Tarih: 28 Nisan, 2020
Savunma Sanayi İmalatçılar Derneği (SaSaD) tarafından her yıl Nisan-Mayıs dönemde sektör oyuncularından toplanan veriler sonrasında hazırlanan Savunma Sanayi Sektör Performans Raporunu, 26 Nisan’da yayınlandı. SaSaD web sitesinde yayınlanan verilere göre 2019 yılı savunma sanayi yurt dışı satış gelirleri 3,068 milyar dolar olurken, toplam yurt içi ve yurt dışı satışlar toplamı ise 10.884.milyar dolar oldu. Açıklanan veriler ışığında ithalat 3,088 milyar dolar olurken, Ar-Ge harcamaları ise 1,672 milyar dolar olarak gerçekleşti.
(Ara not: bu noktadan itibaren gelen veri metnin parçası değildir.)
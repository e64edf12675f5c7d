//! Incremental Sync of one folder's contents.

use serde::{Deserialize, Serialize};
use tracing::{error, info, warn};

use crate::error::{Result, SyncError};
use crate::model::IssuedIds;

use super::codepages::air_sync as sync;
use super::parse_changed_message::parse_changed_message;
use super::parse_full_message::parse_full_message;
use super::wbxml::{Element, EventParser, PathStep, Tag, Writer};
use super::{Connection, FolderChangeSink, ProtocolVersion};

#[derive(Debug, Clone, PartialEq, Eq, Serialize, Deserialize)]
#[serde(rename_all = "camelCase")]
pub struct EnumFolderChangesArgs {
    /// A sync key believed to be valid for this folder.
    pub folder_sync_key: String,
    pub folder_server_id: String,
    /// The filter type the sync key was established with.
    pub filter_type: String,
}

#[derive(Debug, Clone, PartialEq, Eq, Serialize, Deserialize)]
#[serde(rename_all = "camelCase")]
pub struct FolderChangesResult {
    /// The caller must establish a new sync key before trying again.
    pub invalid_sync_key: bool,
    pub sync_key: String,
    pub more_available: bool,
    /// The server sent an empty response.
    pub no_changes: bool,
}

struct Walk<'s> {
    status: Option<String>,
    sync_key: Option<String>,
    more_available: bool,
    added: usize,
    changed: usize,
    removed: usize,
    issue_ids: &'s mut dyn FnMut() -> IssuedIds,
    sink: &'s mut dyn FolderChangeSink,
}

/// Ask the server for everything that changed in a folder since
/// `args.folder_sync_key`.
///
/// Changes are pushed into `sink` as the response is walked. `issue_ids` is
/// called once per added message to mint its identifiers. Messages that fail
/// to parse are logged and skipped. An invalid sync key is reported in the
/// result; any other failing status is an error.
pub async fn enumerate_folder_changes(
    conn: &dyn Connection,
    args: &EnumFolderChangesArgs,
    issue_ids: &mut dyn FnMut() -> IssuedIds,
    sink: &mut dyn FolderChangeSink,
) -> Result<FolderChangesResult> {
    let request = build_request(conn.current_version(), args)?;
    let Some(response) = conn.post_command(request).await? else {
        info!(folder = %args.folder_server_id, "Sync complete, empty response");
        return Ok(FolderChangesResult {
            invalid_sync_key: false,
            sync_key: args.folder_sync_key.clone(),
            more_available: false,
            no_changes: true,
        });
    };

    let mut walk = Walk {
        status: None,
        sync_key: None,
        more_available: false,
        added: 0,
        changed: 0,
        removed: 0,
        issue_ids,
        sink,
    };
    let mut parser = response_parser();
    if let Err(e) = parser.run(&response, &mut walk) {
        error!(error = %e, "Error walking Sync response");
        if e.is_critical() {
            return Err(e);
        }
        return Err(SyncError::Protocol {
            status: "unknown".into(),
        });
    }

    match walk.status.as_deref() {
        Some(sync::status::SUCCESS) => {
            info!(
                folder = %args.folder_server_id,
                added = walk.added,
                changed = walk.changed,
                removed = walk.removed,
                "Sync complete"
            );
            let sync_key = walk.sync_key.unwrap_or_else(|| {
                warn!("Successful Sync response without a SyncKey, keeping the old one");
                args.folder_sync_key.clone()
            });
            Ok(FolderChangesResult {
                invalid_sync_key: false,
                sync_key,
                more_available: walk.more_available,
                no_changes: false,
            })
        }
        Some(sync::status::INVALID_SYNC_KEY) => Ok(FolderChangesResult {
            invalid_sync_key: true,
            sync_key: "0".into(),
            more_available: walk.more_available,
            no_changes: false,
        }),
        other => {
            let status = other.unwrap_or("unknown").to_string();
            error!(%status, "Sync error");
            Err(SyncError::Protocol { status })
        }
    }
}

fn build_request(version: ProtocolVersion, args: &EnumFolderChangesArgs) -> Result<Element> {
    let mut w = Writer::new();
    w.stag(sync::SYNC).stag(sync::COLLECTIONS).stag(sync::COLLECTION);

    if version < ProtocolVersion::new(12, 1) {
        w.tag_text(sync::CLASS, "Email");
    }

    w.tag_text(sync::SYNC_KEY, args.folder_sync_key.as_str())
        .tag_text(sync::COLLECTION_ID, args.folder_server_id.as_str())
        .tag(sync::GET_CHANGES)
        .stag(sync::OPTIONS)
        .tag_text(sync::FILTER_TYPE, args.filter_type.as_str());

    // Older servers include the body unless told otherwise.
    if version <= ProtocolVersion::new(12, 0) {
        w.tag_text(sync::MIME_SUPPORT, sync::mime_support::NEVER)
            .tag_text(sync::TRUNCATION, sync::mime_truncation::TRUNCATE_ALL);
    }

    w.etag().etag().etag().etag();
    w.finish()
}

fn under_collection(rest: &[PathStep]) -> Vec<PathStep> {
    let mut path: Vec<PathStep> = [sync::SYNC, sync::COLLECTIONS, sync::COLLECTION]
        .into_iter()
        .map(PathStep::from)
        .collect();
    path.extend_from_slice(rest);
    path
}

fn server_id(node: &Element) -> Result<Option<&str>> {
    match node.find(sync::SERVER_ID) {
        Some(el) => el.required_text().map(Some),
        None => Ok(None),
    }
}

fn response_parser<'s>() -> EventParser<'static, Walk<'s>> {
    let mut parser = EventParser::new();
    let commands = PathStep::Tag(sync::COMMANDS);

    parser.add_listener(under_collection(&[sync::SYNC_KEY.into()]), |w: &mut Walk<'s>, node| {
        w.sync_key = Some(node.required_text()?.to_string());
        Ok(())
    });
    parser.add_listener(under_collection(&[sync::STATUS.into()]), |w: &mut Walk<'s>, node| {
        w.status = Some(node.required_text()?.to_string());
        Ok(())
    });
    parser.add_listener(under_collection(&[sync::MORE_AVAILABLE.into()]), |w: &mut Walk<'s>, _| {
        w.more_available = true;
        Ok(())
    });

    parser.add_listener(
        under_collection(&[commands.clone(), sync::ADD.into()]),
        |w: &mut Walk<'s>, node| {
            let server_id = server_id(node)?;
            let data = node.find(sync::APPLICATION_DATA);
            let (Some(server_id), Some(data)) = (server_id, data) else {
                return Ok(());
            };
            match parse_full_message(data, (w.issue_ids)()) {
                Ok(message) => {
                    w.added += 1;
                    w.sink.add(server_id, message);
                }
                Err(e) if e.is_critical() => return Err(e),
                Err(e) => warn!(server_id, error = %e, "Failed to parse a full message, skipping"),
            }
            Ok(())
        },
    );

    parser.add_listener(
        under_collection(&[commands.clone(), sync::CHANGE.into()]),
        |w: &mut Walk<'s>, node| {
            let server_id = server_id(node)?;
            let Some(data) = node.find(sync::APPLICATION_DATA) else {
                return Ok(());
            };
            let changes = match parse_changed_message(data) {
                Ok(changes) => changes,
                Err(e) if e.is_critical() => return Err(e),
                Err(e) => {
                    warn!(?server_id, error = %e, "Failed to parse a change, skipping");
                    return Ok(());
                }
            };
            if let Some(server_id) = server_id {
                w.changed += 1;
                w.sink.change(server_id, changes);
            }
            Ok(())
        },
    );

    let deletes: [Tag; 2] = [sync::DELETE, sync::SOFT_DELETE];
    parser.add_listener(
        under_collection(&[commands, PathStep::AnyOf(deletes.to_vec())]),
        |w: &mut Walk<'s>, node| {
            if let Some(server_id) = server_id(node)? {
                w.removed += 1;
                w.sink.remove(server_id);
            }
            Ok(())
        },
    );

    parser
}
Toplam istihdam ise 73.771’ye yükseldi.
2019 yılının aralık ayının son günlerinde TIM tarafından, Savunma Sanayi ihracat gelirleri 2 milyar 740 milyon 988 bin dolar olarak açıklanmıştı. SaSaD üyelerinden toplanan en güncel veriler ve döviz kazandırıcı hizmetlerin de bu son verilere eklenmesiyle, 2019 yılı yurtdışı satış gelirleri 3,068 milyar dolara yükseldi. 2018 yılında yurt dışı satışı geliri ise 2,188 milyar dolar olarak gerçekleşmişti.
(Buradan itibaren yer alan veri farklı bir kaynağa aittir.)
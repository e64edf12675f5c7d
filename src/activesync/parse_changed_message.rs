//! Flag deltas from the `ApplicationData` of a Sync `Change`.

use crate::error::Result;
use crate::model::message::{FLAG_FLAGGED, FLAG_SEEN};
use crate::model::FlagChanges;

use super::codepages::email as em;
use super::wbxml::Element;

pub fn parse_changed_message(node: &Element) -> Result<FlagChanges> {
    let mut changes = FlagChanges::default();
    for child in node.elements() {
        match child.tag {
            em::READ => changes.set(FLAG_SEEN, child.required_text()? == "1"),
            em::FLAG => {
                for status in child.elements().filter(|e| e.tag == em::FLAG_STATUS) {
                    changes.set(FLAG_FLAGGED, status.required_text()? != "0");
                }
            }
            _ => {}
        }
    }
    Ok(changes)
}

#[cfg(test)]
mod tests {
    use super::*;

    #[test]
    fn test_read_and_flag() {
        let node = Element::new(0)
            .child(Element::with_text(em::READ, "0"))
            .child(Element::new(em::FLAG).child(Element::with_text(em::FLAG_STATUS, "2")));
        let changes = parse_changed_message(&node).unwrap();
        assert_eq!(changes.add, Some(vec![FLAG_FLAGGED.to_string()]));
        assert_eq!(changes.remove, Some(vec![FLAG_SEEN.to_string()]));
    }

    #[test]
    fn test_unrelated_fields_yield_no_changes() {
        let node = Element::new(0).child(Element::with_text(em::SUBJECT, "x"));
        assert!(parse_changed_message(&node).unwrap().is_empty());
    }

    #[test]
    fn test_empty_flag_is_ignored() {
        let node = Element::new(0).child(Element::new(em::FLAG));
        assert!(parse_changed_message(&node).unwrap().is_empty());
    }
}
SaSaD verilerine göre 2019 yılı kişi başı cirosu bir önceki yıla oranla %13 artışla 147,539 bin Dolara yükselirken, Toplam alınan siparişlerde ise bir önceki yıla göre %12,56 oranında azalma yaşandı. 2018 yılında toplam alınan siparişler 12,204 milyar dolar iken 2019 yılında bu rakam 10,671 milyar dolar olarak gerçekleşti
2019 yılındaki bu önemli yükselişin ardından, 2020 yılının ilk iki ayında da savunma sanayi ihracatı bir önceki yıla oranla %5 artış göstermiş ancak mart ayı ile birlikte ortaya çıkan yeni tip coronavirüs salgını nedeniyle, ihracat rakamları, her sektörde olduğu keskin bir düşüş yaşayarak, bir önceki yılın aynı ayına göre %49,5 oranında azalmıştı.
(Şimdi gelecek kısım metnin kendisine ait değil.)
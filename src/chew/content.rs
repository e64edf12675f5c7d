//! Event description processing: HTML to text, anchors, snippet.

use std::sync::LazyLock;

use regex::Regex;

use crate::model::{BodyPart, BodyType, LinkInfo};

use super::links::{process_links, LinkConfig};

/// Snippets are cut at this many characters.
pub const SNIPPET_LEN: usize = 100;

static ANCHOR_RE: LazyLock<Regex> = LazyLock::new(|| {
    Regex::new(r#"(?is)<a\s[^>]*?href\s*=\s*(?:"([^"]*)"|'([^']*)')[^>]*>(.*?)</a\s*>"#)
        .expect("valid anchor regex")
});

static BLOCK_TAG_RE: LazyLock<Regex> = LazyLock::new(|| {
    Regex::new(r"(?i)<\s*(?:br|/?p|/?div|/?tr|/?li|/?h[1-6])\b[^>]*>").expect("valid block regex")
});

static DROPPED_BLOCK_RE: LazyLock<Regex> = LazyLock::new(|| {
    Regex::new(r"(?is)<(script|style)\b.*?</(?:script|style)\s*>").expect("valid script regex")
});

/// Output of [`process_event_content`].
#[derive(Debug, Clone, PartialEq)]
pub struct ProcessedContent {
    pub body: BodyPart,
    pub snippet: Option<String>,
    pub authored_body_size: usize,
    pub links: Vec<LinkInfo>,
}

/// Render a description into a body part plus its snippet and links.
pub fn process_event_content(content: &str, kind: BodyType, cfg: &LinkConfig) -> ProcessedContent {
    let (text, anchors) = match kind {
        BodyType::Html => (html_to_text(content), extract_anchors(content)),
        BodyType::Plain => (content.trim().to_string(), Vec::new()),
    };

    let links = process_links(&anchors, Some(&text), cfg);
    let snippet = make_snippet(&text);
    let authored_body_size = text.len();

    ProcessedContent {
        body: BodyPart {
            body_type: kind,
            size_estimate: content.len(),
            amount_downloaded: content.len(),
            is_downloaded: true,
            content: content.to_string(),
            authored_body_size,
        },
        snippet,
        authored_body_size,
        links,
    }
}

/// Collapse whitespace and cut at [`SNIPPET_LEN`] characters.
pub fn make_snippet(text: &str) -> Option<String> {
    let collapsed = text.split_whitespace().collect::<Vec<_>>().join(" ");
    if collapsed.is_empty() {
        return None;
    }
    Some(collapsed.chars().take(SNIPPET_LEN).collect())
}

/// `(href, text)` for every anchor element.
pub fn extract_anchors(html: &str) -> Vec<(String, String)> {
    ANCHOR_RE
        .captures_iter(html)
        .filter_map(|caps| {
            let href = caps.get(1).or_else(|| caps.get(2))?.as_str().trim();
            if href.is_empty() {
                return None;
            }
            let text = caps.get(3).map_or(String::new(), |m| html_to_text(m.as_str()));
            Some((decode_entities(href), text))
        })
        .collect()
}

/// Convert HTML to plain text, keeping block structure as line breaks.
pub fn html_to_text(html: &str) -> String {
    let text = DROPPED_BLOCK_RE.replace_all(html, "");
    let text = BLOCK_TAG_RE.replace_all(&text, "\n");

    let mut stripped = String::with_capacity(text.len());
    let mut in_tag = false;
    for ch in text.chars() {
        match ch {
            '<' => in_tag = true,
            '>' => in_tag = false,
            _ if !in_tag => stripped.push(ch),
            _ => {}
        }
    }
    let decoded = decode_entities(&stripped);

    // At most one blank line in a row.
    let mut cleaned = String::with_capacity(decoded.len());
    let mut prev_blank = false;
    for line in decoded.lines() {
        let line = line.trim();
        if line.is_empty() {
            if !prev_blank {
                cleaned.push('\n');
            }
            prev_blank = true;
        } else {
            cleaned.push_str(line);
            cleaned.push('\n');
            prev_blank = false;
        }
    }
    cleaned.trim().to_string()
}

fn decode_entities(s: &str) -> String {
    s.replace("&lt;", "<")
        .replace("&gt;", ">")
        .replace("&quot;", "\"")
        .replace("&#39;", "'")
        .replace("&apos;", "'")
        .replace("&nbsp;", " ")
        .replace("&#160;", " ")
        .replace("&amp;", "&")
}

#[cfg(test)]
mod tests {
    use super::*;

    #[test]
    fn test_html_to_text_blocks_and_entities() {
        let html = "<div>Agenda</div><p>1 &amp; 2</p><script>evil()</script><br>Done &lt;ok&gt;";
        assert_eq!(html_to_text(html), "Agenda\n\n1 & 2\n\nDone <ok>");
    }

    #[test]
    fn test_extract_anchors() {
        let html = r#"Join <a class="x" href="https://example.com/a?x=1&amp;y=2">the <b>call</b></a>
                      or <A HREF='https://example.com/b'>here</A> <a href="">empty</a>"#;
        let anchors = extract_anchors(html);
        assert_eq!(
            anchors,
            vec![
                ("https://example.com/a?x=1&y=2".to_string(), "the call".to_string()),
                ("https://example.com/b".to_string(), "here".to_string()),
            ]
        );
    }

    #[test]
    fn test_snippet_is_collapsed_and_cut() {
        assert!(make_snippet("  \n ").is_none());
        assert_eq!(make_snippet("a \n\n b").as_deref(), Some("a b"));
        let long = "x".repeat(250);
        assert_eq!(make_snippet(&long).map(|s| s.len()), Some(SNIPPET_LEN));
    }

    #[test]
    fn test_process_html_content() {
        let cfg = LinkConfig::default();
        let html = r#"<p>Weekly sync</p><p><a href="https://acme.zoom.us/j/42">Join Zoom</a></p>"#;
        let out = process_event_content(html, BodyType::Html, &cfg);
        assert_eq!(out.snippet.as_deref(), Some("Weekly sync Join Zoom"));
        assert_eq!(out.links.len(), 1);
        assert!(out.body.is_downloaded);
        assert_eq!(out.body.size_estimate, html.len());
        assert_eq!(out.authored_body_size, "Weekly sync\n\nJoin Zoom".len());
    }

    #[test]
    fn test_process_plain_content() {
        let cfg = LinkConfig::default();
        let out = process_event_content("Notes at www.example.com/notes", BodyType::Plain, &cfg);
        assert_eq!(out.links[0].url, "https://www.example.com/notes");
        assert_eq!(out.body.body_type, BodyType::Plain);
    }
}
Tüm bu gelişmelerin ışığında, SaSaD Genel Sekreteri Hüseyin Baysak, dergimize, hem sektörün 2019 yılı performansını hem de COVID-19 salgının sektöre yansımalarını, alınan tedbirleri ve SaSaD bünyesinde yapılan çalışmaları değerlendirdi. Video Özel haberimizi de isterseniz buradan da takip edebilirsiniz.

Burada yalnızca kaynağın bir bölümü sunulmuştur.